Che a un estremo  possiamo avere un dolore senza danno (l’amputato che sente dolore nella gamba che non c’è più), che all’altro estremo possiamo avere un danno senza dolore (l’atleta che fino al momento prima della gara aveva male, ma che nella gara non sente il dolore), e che in mezzo ci siamo noi, con più o meno dolore dovuto a danni  più o meno gravi.

Sapere che  se anche  abbiamo un’ernia o un menisco rotto, il dolore non dipende solo dalla rottura o dall’infiammazione, ma, soprattutto, che il dolore non è l’ernia o il menisco rotto.

Che il dolore è nel cervello.

Che le nostre reazioni psicologiche, i nostri pensieri e i nostri sentimenti provocano delle reazioni nel nostro organismo che possono aumentare o diminuire il dolore.

Sapere il perchè a volte con un antidolorifico passa tutto, ma a volte no.

E sapere che in questi ultimi casi non dobbiamo perdere la fiducia accettando passivamente di essere in balia di chissà quali eventi imprevedibili (l’andare a letto col terrore del chissà come staremo domani), ma che dobbiamo affrontare attivamente il dolore, perchè se meccanismi diversi e variabili possono influire sul dolore e sulla sua percezione, è anche vero che abbiamo la possibilità di intervenire su diversi fronti, intraprendendo anche strade diverse, ma tutte tese al nostro stare meglio.

Nota: la letteratura sul dolore è ampia.
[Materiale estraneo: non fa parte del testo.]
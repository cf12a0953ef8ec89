//! In-memory session and id source for unit tests.

use std::time::Duration;
use futures::stream::{self, StreamExt};
use parking_lot::Mutex;

use svckit::{
    database::{DatabaseConnection, QueryRows},
    errors::ClientError,
    ids::IdGenerator,
    types::{BatchJob, ColumnSpec, ColumnValue},
};

/// Records every successfully executed batch and serves a canned result set.
#[derive(Default)]
pub struct FakeConnection {
    batches: Mutex<Vec<BatchJob>>,
    calls: Mutex<usize>,
    batch_latency: Option<Duration>,
    fail_batch_at: Option<usize>,
    columns: Vec<ColumnSpec>,
    rows: Vec<Vec<ColumnValue>>,
    fail_row_at: Option<usize>,
}

impl FakeConnection {
    pub fn new() -> Self {
        Self::default()
    }

    pub fn with_batch_latency(mut self, latency: Duration) -> Self {
        self.batch_latency = Some(latency);
        self
    }

    /// Fails the batch call with this zero-based index.
    pub fn failing_batch_at(mut self, index: usize) -> Self {
        self.fail_batch_at = Some(index);
        self
    }

    pub fn with_rows(mut self, columns: Vec<ColumnSpec>, rows: Vec<Vec<ColumnValue>>) -> Self {
        self.columns = columns;
        self.rows = rows;
        self
    }

    /// Yields an iteration error in place of the row with this zero-based index.
    pub fn failing_row_at(mut self, index: usize) -> Self {
        self.fail_row_at = Some(index);
        self
    }

    pub fn batches(&self) -> Vec<BatchJob> {
        self.batches.lock().clone()
    }

    pub fn batch_sizes(&self) -> Vec<usize> {
        self.batches.lock().iter().map(BatchJob::len).collect()
    }

    pub fn total_entries(&self) -> u64 {
        self.batches.lock().iter().map(|b| b.len() as u64).sum()
    }
}

#[async_trait::async_trait]
impl DatabaseConnection for FakeConnection {
    async fn execute_batch(&self, batch: &BatchJob) -> Result<(), ClientError> {
        let index = {
            let mut calls = self.calls.lock();
            let index = *calls;
            *calls += 1;
            index
        };

        if let Some(latency) = self.batch_latency {
            tokio::time::sleep(latency).await;
        }
        if self.fail_batch_at == Some(index) {
            return Err(ClientError::BatchError("write timeout".to_string()));
        }

        self.batches.lock().push(batch.clone());
        Ok(())
    }

    async fn query_iter(&self, _statement: &str) -> Result<QueryRows, ClientError> {
        let fail_row_at = self.fail_row_at;
        let rows: Vec<Result<Vec<ColumnValue>, ClientError>> = self
            .rows
            .iter()
            .enumerate()
            .map(|(i, row)| {
                if fail_row_at == Some(i) {
                    Err(ClientError::RowIterationError("page fetch failed".to_string()))
                } else {
                    Ok(row.clone())
                }
            })
            .collect();

        Ok(QueryRows::new(self.columns.clone(), stream::iter(rows).boxed()))
    }
}

/// Deterministic ids `id-0`, `id-1`, ... with an optional failure point.
#[derive(Default)]
pub struct SequentialIds {
    next: u64,
    fail_after: Option<u64>,
}

impl SequentialIds {
    pub fn failing_after(count: u64) -> Self {
        Self {
            next: 0,
            fail_after: Some(count),
        }
    }
}

impl IdGenerator for SequentialIds {
    fn next_id(&mut self) -> Result<String, ClientError> {
        if self.fail_after == Some(self.next) {
            return Err(ClientError::IdGenerationError("entropy exhausted".to_string()));
        }
        let id = format!("id-{}", self.next);
        self.next += 1;
        Ok(id)
    }
}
Ma due testi in particolare,  uno in inglese (Explain Pain, di D.Butler e L.Moseley)  e uno in versione italiana (Il libro specchio, di T.A.Torstensen), sono a disposizione in visione presso il mio Studio. Sono rivolti anche ad un lettore non professionale, sono molto chiari, e quindi un valido strumento di comprensione del dolore e dei suoi molteplici aspetti.